A few nights ago, here on my boat, I'm having a few beers with a visiting jumper and talking about the BASE Fatality List. (It was windy). I'm pleased to hear he re-reads the list now and again and considers it part of his review on emergency procedures. I asked if he found it a bit depressing to look at more than once, and he laughed and said, "Its more frightening than depressing, and maybe because I dont know anyone thats on there. I actually tried, he said, to memorize them all figuring each was a little lesson on how not to kill yourself. But then one time Im climbing a tower and got scared when I couldnt remember what happened to number 37!

No, Im kidding, he finally says, but every time I look at it, it makes me think and thats alright.

We drank a few more green bottles and he asked me if there is a list like that for skydivers.

Now THAT would be depressing. I said, I cant imagine what that number is.

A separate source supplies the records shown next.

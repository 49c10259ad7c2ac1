//! Data preprocessing module
//!
//! Turns dataset columns into numeric matrices:
//! - Categorical columns are one-hot encoded ([`OneHotEncoder`])
//! - Numerical columns are standardized ([`StandardScaler`])
//!
//! [`preprocess_features`] fits one transform per feature and returns the
//! transformed matrices together with their [`TransformRecord`]s, sorted by
//! feature name.

mod encoder;
mod scaler;
mod transformer;

pub use encoder::OneHotEncoder;
pub use scaler::StandardScaler;
pub use transformer::{
    preprocess_features, ColumnTransformer, FittedTransform, PreprocessedFeature,
    TransformKind, TransformRecord,
};

pub(crate) use encoder::argmax;
//! Standard scaling for numerical columns

use ndarray::Array1;
use serde::{Deserialize, Serialize};

use crate::error::{AutoOpError, Result};

/// Zero-mean, unit-variance scaler over a single column.
///
/// Uses the population standard deviation. A constant column gets
/// `scale = 1.0`, so it transforms to all zeros instead of dividing by zero.
#[derive(Debug, Clone, PartialEq, Serialize, Deserialize)]
pub struct StandardScaler {
    mean: f64,
    scale: f64,
    is_fitted: bool,
}

impl Default for StandardScaler {
    fn default() -> Self {
        Self {
            mean: 0.0,
            scale: 1.0,
            is_fitted: false,
        }
    }
}

impl StandardScaler {
    pub fn new() -> Self {
        Self::default()
    }

    pub fn fit(&mut self, values: &[f64]) -> Result<&mut Self> {
        if values.is_empty() {
            return Err(AutoOpError::DataError(
                "Cannot fit standard scaler on an empty column".to_string(),
            ));
        }

        // a constant column keeps its exact value as mean so it maps to 0
        if values.iter().all(|&v| v == values[0]) {
            self.mean = values[0];
            self.scale = 1.0;
            self.is_fitted = true;
            return Ok(self);
        }

        let n = values.len() as f64;
        let mean = values.iter().sum::<f64>() / n;
        let var = values.iter().map(|v| (v - mean).powi(2)).sum::<f64>() / n;
        let std = var.sqrt();

        self.mean = mean;
        self.scale = if std > 0.0 { std } else { 1.0 };
        self.is_fitted = true;
        Ok(self)
    }

    pub fn transform(&self, values: &[f64]) -> Result<Array1<f64>> {
        if !self.is_fitted {
            return Err(AutoOpError::ModelNotFitted);
        }
        Ok(values.iter().map(|v| (v - self.mean) / self.scale).collect())
    }

    pub fn fit_transform(&mut self, values: &[f64]) -> Result<Array1<f64>> {
        self.fit(values)?;
        self.transform(values)
    }

    /// Map standardized values back to the original units
    pub fn inverse_transform(&self, values: &[f64]) -> Result<Array1<f64>> {
        if !self.is_fitted {
            return Err(AutoOpError::ModelNotFitted);
        }
        Ok(values.iter().map(|v| v * self.scale + self.mean).collect())
    }

    pub fn mean(&self) -> f64 {
        self.mean
    }

    pub fn scale(&self) -> f64 {
        self.scale
    }

    pub fn is_fitted(&self) -> bool {
        self.is_fitted
    }
}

So out comes the calculator (it was very windy) and I figure when I made my first skydive its the beginning of a big fatality spike with forty one in 1975. The next six years are horrible with 55, 50, 48, 55, 47 and 56 respectively. Before that it averaged around 30 and after its been averaging about 40 fatalities a year. The next Q is how far back does skydiving go. I know Hemet, California is a commercial DZ in 1958 but we didnt get into doing millions of sport jumps a year until the early sixties. So I figured 35 fatalities per year for 46 years.

Sixteen hundred and ten . . .

Thats enough frigging math for tonight.